Mas uma impressão de expectativa - de algo desejado - ardia inextinguivelmente no pequeno Jon. Então, num longo e tímido olhar, descobriu a mãe, com um vestido azul e um pequeno véu de viagem cobrindo-lhe o gorro e os cabelos. Sorria. Ele pulou mais alto do que nunca pulara, cruzou as pernas nas costas dela e abraçou-a fortemente. Ouviu-a arfar e sentiu que ela o abraçava também com força. Os olhos dele, de um azul muito escuro, fitaram então os olhos da mãe, de um castanho mais escuro ainda, até que os lábios dela lhe fecharam as pálpebras, e, apertando-a com quanta força tinha, ouviu-a rir, sufocada:

- Você é lorte, Jon!

Ouvindo aquilo, Jon deslizou para o chão e atirou-se para o hall, arrastando-a pela mão.

Quando estava a comer a geleia debaixo do carvalho, reparou que havia na mãe algumas coisas que nunca notara: as faces dela, por exemplo, pareciam leite, havia fios de prata nos seus cabelos dourados, o colo não tinha nenhum nó, como o de Bella, e subia

e descia levemente com a respiração. Notou também uns leves traços que lhe marcavam o canto dos olhos e uma zona levemente escura sob eles. Ela era sempre linda, muito mais bonita que Da. ou mademoiselle, ou a «tia June», ou mesmo a «tia» Holly, com quem Jon simpatizara. Até mesmo mais bonita que Bella, que tinha faces rosadas e aparecia tão subitamente em toda a parte. Aquela nova beleza da mãe assumia uma importância particular, e comeu menos do que esperara.

Quando o chá acabou, o pai convidou-o para dar uma volta pelos jardins. E Jon teve uma longa conversa com o pai acerca das coisas em geral, evitando aludir à sua vida privada - Sir Lamorac, os austríacos, o vazio que sentira nesses últimos três dias, a sensação de plenitude que o possuía agora. O pai falou-lhe de um lugar chamado Glensonfantrim, onde ele e a mãe haviam estado, e das criaturinhas minúsculas que lá existem e que emergem do chão quando tudo está a dormir. O pequeno Jon fez alto, com os calcanhares afastados.

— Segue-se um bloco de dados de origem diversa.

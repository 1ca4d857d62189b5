//! Bearer-token identity
//!
//! Access tokens are HS256 JWTs whose `sub` is the numeric user id. Every
//! protected handler resolves the caller through [`TokenVerifier::authenticate`]
//! and then checks ownership of the addressed resource.

use axum::http::{header::AUTHORIZATION, HeaderMap};
use chrono::{DateTime, Duration, Utc};
use jsonwebtoken::{decode, encode, Algorithm, DecodingKey, EncodingKey, Header, Validation};
use serde::{Deserialize, Serialize};

use crate::error::{LiftError, Result};

#[derive(Debug, Clone, PartialEq, Serialize, Deserialize)]
pub struct Claims {
    /// User id as a decimal string
    pub sub: String,
    pub iat: i64,
    pub exp: i64,
}

#[derive(Clone)]
pub struct TokenVerifier {
    encoding: EncodingKey,
    decoding: DecodingKey,
    validation: Validation,
}

impl std::fmt::Debug for TokenVerifier {
    fn fmt(&self, f: &mut std::fmt::Formatter<'_>) -> std::fmt::Result {
        f.debug_struct("TokenVerifier").finish_non_exhaustive()
    }
}

impl TokenVerifier {
    pub fn new(secret: &str) -> Self {
        let mut validation = Validation::new(Algorithm::HS256);
        validation.leeway = 0;
        Self {
            encoding: EncodingKey::from_secret(secret.as_bytes()),
            decoding: DecodingKey::from_secret(secret.as_bytes()),
            validation,
        }
    }

    /// Sign an access token for `user_id`
    pub fn issue(&self, user_id: i64, issued_at: DateTime<Utc>, ttl: Duration) -> Result<String> {
        let claims = Claims {
            sub: user_id.to_string(),
            iat: issued_at.timestamp(),
            exp: (issued_at + ttl).timestamp(),
        };
        encode(&Header::new(Algorithm::HS256), &claims, &self.encoding)
            .map_err(|e| LiftError::Internal(format!("failed to sign token: {e}")))
    }

    /// Verify a raw token and return the user id it was issued to
    pub fn verify(&self, token: &str) -> Result<i64> {
        let data = decode::<Claims>(token, &self.decoding, &self.validation)
            .map_err(|e| LiftError::Auth(format!("invalid token: {e}")))?;
        data.claims
            .sub
            .parse::<i64>()
            .map_err(|_| LiftError::Auth("token subject is not a user id".to_string()))
    }

    /// Resolve the caller from an `Authorization: Bearer …` header
    pub fn authenticate(&self, headers: &HeaderMap) -> Result<i64> {
        let value = headers
            .get(AUTHORIZATION)
            .and_then(|h| h.to_str().ok())
            .ok_or_else(|| LiftError::Auth("missing authorization header".to_string()))?;
        let token = value
            .strip_prefix("Bearer ")
            .map(str::trim)
            .filter(|t| !t.is_empty())
            .ok_or_else(|| LiftError::Auth("expected a bearer token".to_string()))?;
        self.verify(token)
    }
}

/// The caller may only address their own user id
pub fn ensure_owner(caller: i64, owner: i64) -> Result<()> {
    if caller == owner {
        Ok(())
    } else {
        Err(LiftError::Forbidden(format!(
            "user {caller} may not access resources of user {owner}"
        )))
    }
}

- Acredita realmente nisso, papá?

- Não, Jon, mas acho que você deve acreditar.

- Porquê?

- Você é mais novo que eu... e isso são contos de fadas. O pequeno Jon mostrou a cova voluntariosa do queixo.

- Não acredito em histórias de fadas. Nunca vi nenhuma fada.

- Ah! - exclamou o pai.

- A mamã acredita?

O pai sorriu com o seu sorriso engraçado.

- Não. Ela apenas vê Pan.

- Quem é Pan?

- O deus de pé de cabra que vive nos lugares selvagens e bonitos.

- Ele estava em Glensonfantrim.'

- A sua mãe diz que sim.

O pequeno Jon pôs-se a andar.

- O papá viu-o?

- Não. Eu apenas vi Vénus Anadiomene.

Jon reflectiu. Vénus aparecia no seu livro que falava a respeito dos Gregos e dos Troianos.

Então Ana era o seu nome e Diomene o sobrenome?

Porém, segundo compreendeu quando o perguntou, tudo era uma única palavra e significa "a que nascia das ondas".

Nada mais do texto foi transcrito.